This assigns ranks to the population column, with higher populations receiving a lower numerical rank (i.e., rank `1` is the highest population). The ranks are stored in a new column called `'population_rank'`.

Sorting and ranking are powerful tools in data analysis, enabling you to organize your data in meaningful ways and derive insights based on the order of data points. Whether you're preparing your dataset for analysis, looking for the top or bottom entries, or assigning ranks for comparison, pandas provides robust and flexible methods to accomplish these tasks efficiently.

### **[3.2 Grouping and Aggregating](#3.2-grouping-and-aggregating)**

Grouping and aggregation are powerful concepts in pandas that allow you to organize your data into groups and then perform calculations over those groups, summarizing or transforming the original detailed data into a new form. This can be highly useful for statistical analysis, data summarization, and even preparing data for further analysis or visualization.

#### Grouping

* The `groupby()` method is the cornerstone of data aggregation in pandas. It involves splitting the data into groups based on some criteria, applying a function to each group independently, and then combining the results into a data structure.


In [None]:
# Group the DataFrame by the 'city' column and calculate the average 'population' for each city
grouped_df = df.groupby('city')['population'].mean()
grouped_df

city
Dortmund    577351.0
Kassel      206913.0
Name: population, dtype: float64

In this example, `df.groupby('city')` creates a group for each unique city, and then for each group, the average population is calculated using `.mean()`. The result is a Series where the index consists of the unique cities, and the values are the average populations.

* You can also `group by multiple columns` by passing a list of column names. This is particularly useful for more complex data analysis tasks.

In [None]:
# Group by both 'city' and 'year', then calculate the total 'population' for each group
grouped_df = df.groupby(['city', 'year'])['population'].sum()
grouped_df

city      year
Dortmund  2019     587010.0
          2020          0.0
          2021     539050.0
          2023    1183344.0
Kassel    2019     201585.0
          2020          0.0
          2022     204202.0
          2023     421865.0
Name: population, dtype: float64

This groups the data first by `city`, and within each `city`, further groups by year.

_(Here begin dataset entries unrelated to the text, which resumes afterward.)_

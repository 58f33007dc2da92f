//! Deterministic printing. Printed output is valid surface syntax for
//! everything that has one; internal values print as `__`-bracketed
//! placeholders.

use itertools::Itertools;

use super::{is_operator_text, AstKind, AstNode};
use crate::span::NodeId;

impl AstNode {
    pub fn print(&self) -> String {
        self.print_guarded(&mut Vec::new())
    }

    fn print_guarded(&self, seen: &mut Vec<NodeId>) -> String {
        match &self.kind {
            AstKind::Bool(value) => value.to_string(),
            AstKind::Number(value) => value.to_string(),
            AstKind::String(value) => format!("\"{}\"", escape_string(value)),
            AstKind::Object(object) => {
                if seen.contains(&self.id) {
                    return "__bad__".into();
                }
                seen.push(self.id);
                let prototype = match &object.prototype {
                    Some(prototype) => format!("&({})", prototype.print_guarded(seen)),
                    None => String::new(),
                };
                let text = if object.members.is_empty() {
                    format!("{prototype}{{}}")
                } else {
                    format!("{prototype}{{{}\n}}", join_body(&object.members, seen))
                };
                seen.pop();
                text
            }
            AstKind::FunctionType {
                arg_type,
                return_type,
            } => format!(
                "\\({}) -> {}",
                arg_type.print_guarded(seen),
                return_type.print_guarded(seen)
            ),
            AstKind::Alias { left, value, .. } => format!(
                "{} = {}",
                left.print_guarded(seen),
                value.print_guarded(seen)
            ),
            AstKind::Identifier(name) => {
                if is_operator_text(name) {
                    format!("({name})")
                } else {
                    name.clone()
                }
            }
            AstKind::Function { arg, body, .. } => {
                let header = format!("@{}({})", arg.name, arg.ty.print_guarded(seen));
                let printed = body.iter().map(|node| node.print_guarded(seen)).join("\n");
                let starts_with_function =
                    matches!(body.first().map(|node| &node.kind), Some(AstKind::Function { .. }));
                if starts_with_function || !printed.contains('\n') {
                    format!("{header} {printed}")
                } else {
                    format!("{header}{}", indent_block(&printed))
                }
            }
            AstKind::Call { left, arg } => format!(
                "({} {})",
                left.print_guarded(seen),
                arg.print_guarded(seen)
            ),
            AstKind::Operator { text, left, right } => format!(
                "({} {text} {})",
                left.print_guarded(seen),
                right.print_guarded(seen)
            ),
            AstKind::MemberAccess { left, name } => {
                format!("{}.{name}", left.print_guarded(seen))
            }
            AstKind::If {
                condition,
                true_body,
                false_body,
            } => format!(
                "if {} then{}\nelse{}",
                condition.print_guarded(seen),
                join_body(true_body, seen),
                join_body(false_body, seen)
            ),
            AstKind::BuiltinTask(_) => "__builtinTask__".into(),
            AstKind::Error(diagnostic) => match diagnostic {
                Some(diagnostic) => {
                    format!("__compileError__(\"{}\")", escape_string(&diagnostic.message))
                }
                None => "__compileError__()".into(),
            },
            AstKind::Unknown(ty) => match ty {
                Some(ty) => format!("__unknown__({})", ty.print_guarded(seen)),
                None => "__unknown__()".into(),
            },
            AstKind::Command(text) => format!(">{text}"),
        }
    }
}

/// Prints each node on its own line, indented one tab, with a leading
/// newline. Multi-line node prints stay aligned by indenting every line.
fn join_body(nodes: &[AstNode], seen: &mut Vec<NodeId>) -> String {
    let body = nodes.iter().map(|node| node.print_guarded(seen)).join("\n");
    indent_block(&body)
}

fn indent_block(text: &str) -> String {
    format!("\n{text}").replace('\n', "\n\t")
}

fn escape_string(text: &str) -> String {
    let mut out = String::with_capacity(text.len());
    for c in text.chars() {
        match c {
            '\\' => out.push_str("\\\\"),
            '"' => out.push_str("\\\""),
            '\n' => out.push_str("\\n"),
            '\t' => out.push_str("\\t"),
            _ => out.push(c),
        }
    }
    out
}
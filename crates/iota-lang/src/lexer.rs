//! Tokenizer. Tracks line, column and leading indentation for every token
//! so the parser can do indentation based block canceling, and merges
//! comment lines that sit directly on top of each other into one token.

use iota_core::span::{Location, Span};

#[derive(Debug, Clone, Copy, PartialEq, Eq)]
pub enum TokenKind {
    /// A `>name args` line starting in the first column.
    Command,
    Comment,
    Number,
    String,
    Word,
    Separator,
    Operator,
}

#[derive(Debug, Clone)]
pub struct Token {
    pub kind: TokenKind,
    pub text: String,
    pub location: Location,
    /// Last source line this token covers. Only differs from the starting
    /// line for merged comments.
    pub end_line: u32,
}

impl Token {
    pub fn line(&self) -> u32 {
        self.location.span().map(|span| span.line).unwrap_or(0)
    }

    pub fn indentation(&self) -> u32 {
        self.location
            .span()
            .map(|span| span.indentation)
            .unwrap_or(0)
    }
}

const TWO_CHAR_OPERATORS: &[&str] = &["==", "!=", "<=", ">=", "||", "&&", "->"];
const ONE_CHAR_OPERATORS: &[char] = &['>', '<', '=', '+', '-', '*', '/', '%', '.', '&'];
const SEPARATORS: &[char] = &['(', ')', '{', '}', '[', ']', ';', ',', '@', '#', ':', '\\'];

fn is_word_start(c: char) -> bool {
    c.is_ascii_alphabetic() || c == '_'
}

fn is_word_part(c: char) -> bool {
    c.is_ascii_alphanumeric() || c == '_'
}

/// Splits `text` into tokens. Lexing never fails: characters that fit no
/// token class are skipped.
pub fn lex(path: &str, text: &str) -> Vec<Token> {
    let chars: Vec<char> = text.chars().collect();
    let mut tokens: Vec<Token> = Vec::new();
    let mut i = 0;
    let mut line: u32 = 1;
    let mut column: u32 = 1;
    let mut indentation: u32 = 0;
    let mut in_margin = true;

    let make_location = |line: u32, start: u32, end: u32, indentation: u32| {
        Location::Source(Span::new(path, line, start, end).with_indentation(indentation))
    };

    while i < chars.len() {
        let c = chars[i];
        if c == '\n' {
            i += 1;
            line += 1;
            column = 1;
            indentation = 0;
            in_margin = true;
            continue;
        }
        if c == ' ' || c == '\t' {
            if in_margin {
                indentation += 1;
            }
            i += 1;
            column += 1;
            continue;
        }
        in_margin = false;
        let start = i;
        let start_column = column;

        // comments before the '/' operator
        if c == '/' && chars.get(i + 1) == Some(&'/') {
            i += 2;
            if chars.get(i) == Some(&' ') {
                i += 1;
            }
            let mut comment = String::new();
            while i < chars.len() && chars[i] != '\n' {
                comment.push(chars[i]);
                i += 1;
            }
            column += (i - start) as u32;
            // a comment directly below another comment extends it
            if let Some(last) = tokens.last_mut() {
                if last.kind == TokenKind::Comment && last.end_line + 1 == line {
                    last.text.push('\n');
                    last.text.push_str(&comment);
                    last.end_line = line;
                    continue;
                }
            }
            tokens.push(Token {
                kind: TokenKind::Comment,
                text: comment,
                location: make_location(line, start_column, start_column, indentation),
                end_line: line,
            });
            continue;
        }

        // commands only exist in the first column
        if c == '>' && start_column == 1 {
            i += 1;
            let mut command = String::new();
            while i < chars.len() && chars[i] != '\n' {
                command.push(chars[i]);
                i += 1;
            }
            column += (i - start) as u32;
            tokens.push(Token {
                kind: TokenKind::Command,
                text: command,
                location: make_location(line, start_column, start_column, indentation),
                end_line: line,
            });
            continue;
        }

        // numbers before the '-' operator so negative literals lex whole
        if c.is_ascii_digit() || (c == '-' && chars.get(i + 1).is_some_and(|c| c.is_ascii_digit()))
        {
            let mut number = String::new();
            number.push(c);
            i += 1;
            while i < chars.len() && (chars[i].is_ascii_digit() || chars[i] == '.') {
                number.push(chars[i]);
                i += 1;
            }
            column += (i - start) as u32;
            tokens.push(Token {
                kind: TokenKind::Number,
                location: make_location(line, start_column, column - 1, indentation),
                text: number,
                end_line: line,
            });
            continue;
        }

        if c == '"' {
            i += 1;
            let mut string = String::new();
            while i < chars.len() && chars[i] != '"' {
                if chars[i] == '\\' && i + 1 < chars.len() {
                    string.push(match chars[i + 1] {
                        'n' => '\n',
                        't' => '\t',
                        '"' => '"',
                        '\\' => '\\',
                        other => other,
                    });
                    i += 2;
                } else {
                    string.push(chars[i]);
                    i += 1;
                }
            }
            if i < chars.len() {
                i += 1; // closing quote
            }
            column += (i - start) as u32;
            tokens.push(Token {
                kind: TokenKind::String,
                location: make_location(line, start_column, column - 1, indentation),
                text: string,
                end_line: line,
            });
            continue;
        }

        if let Some(two) = chars.get(i..i + 2) {
            let two: String = two.iter().collect();
            if TWO_CHAR_OPERATORS.contains(&two.as_str()) {
                i += 2;
                column += 2;
                tokens.push(Token {
                    kind: TokenKind::Operator,
                    location: make_location(line, start_column, column - 1, indentation),
                    text: two,
                    end_line: line,
                });
                continue;
            }
        }
        if ONE_CHAR_OPERATORS.contains(&c) {
            i += 1;
            column += 1;
            tokens.push(Token {
                kind: TokenKind::Operator,
                text: c.to_string(),
                location: make_location(line, start_column, start_column, indentation),
                end_line: line,
            });
            continue;
        }
        if SEPARATORS.contains(&c) {
            i += 1;
            column += 1;
            tokens.push(Token {
                kind: TokenKind::Separator,
                text: c.to_string(),
                location: make_location(line, start_column, start_column, indentation),
                end_line: line,
            });
            continue;
        }
        if is_word_start(c) {
            let mut word = String::new();
            word.push(c);
            i += 1;
            while i < chars.len() && is_word_part(chars[i]) {
                word.push(chars[i]);
                i += 1;
            }
            column += (i - start) as u32;
            tokens.push(Token {
                kind: TokenKind::Word,
                location: make_location(line, start_column, column - 1, indentation),
                text: word,
                end_line: line,
            });
            continue;
        }

        i += 1;
        column += 1;
    }

    tokens
}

Then, for each `city-year` combination, it calculates the total population.

#### Aggregate functions

After grouping, you can compute aggregate statistics such as `sum()`, `mean()`, `median()`, `min()`, `max()`, `count()`, and `nunique()` on each group. 

These functions can be applied directly to the grouped object.

In [None]:
# Count the number of entries for each 'city'
entry_count = df.groupby('city')['population'].count()
entry_count

city
Dortmund    4
Kassel      4
Name: population, dtype: int64

In [None]:
# Find the maximum 'population' for each 'city'
max_population = df.groupby('city')['population'].max()
max_population

city
Dortmund    591672.0
Kassel      230011.0
Name: population, dtype: float64

* The `agg()` method allows for more flexibility, letting you apply multiple aggregation operations to your groups in a single step or even define your custom aggregation functions.

In [None]:
# Apply multiple aggregate functions to 'population' for each 'city'
agg_df = df.groupby('city')['population'].agg(['mean', 'min', 'max'])
agg_df

Unnamed: 0_level_0,mean,min,max
city,Unnamed: 1_level_1,Unnamed: 2_level_1,Unnamed: 3_level_1
Dortmund,577351.0,539050.0,591672.0
Kassel,206913.0,191854.0,230011.0


In [None]:
# Custom aggregation
def range_func(x):
    return x.max() - x.min()

agg_df = df.groupby('city')['population'].agg(['mean', 'min', 'max', range_func])
agg_df

Unnamed: 0_level_0,mean,min,max,range_func
city,Unnamed: 1_level_1,Unnamed: 2_level_1,Unnamed: 3_level_1,Unnamed: 4_level_1
Dortmund,577351.0,539050.0,591672.0,52622.0
Kassel,206913.0,191854.0,230011.0,38157.0


In the first example, `['mean', 'min', 'max']` applies multiple predefined aggregation functions to each group. The second example includes a custom aggregation function range_func, which calculates the range of populations within each city group.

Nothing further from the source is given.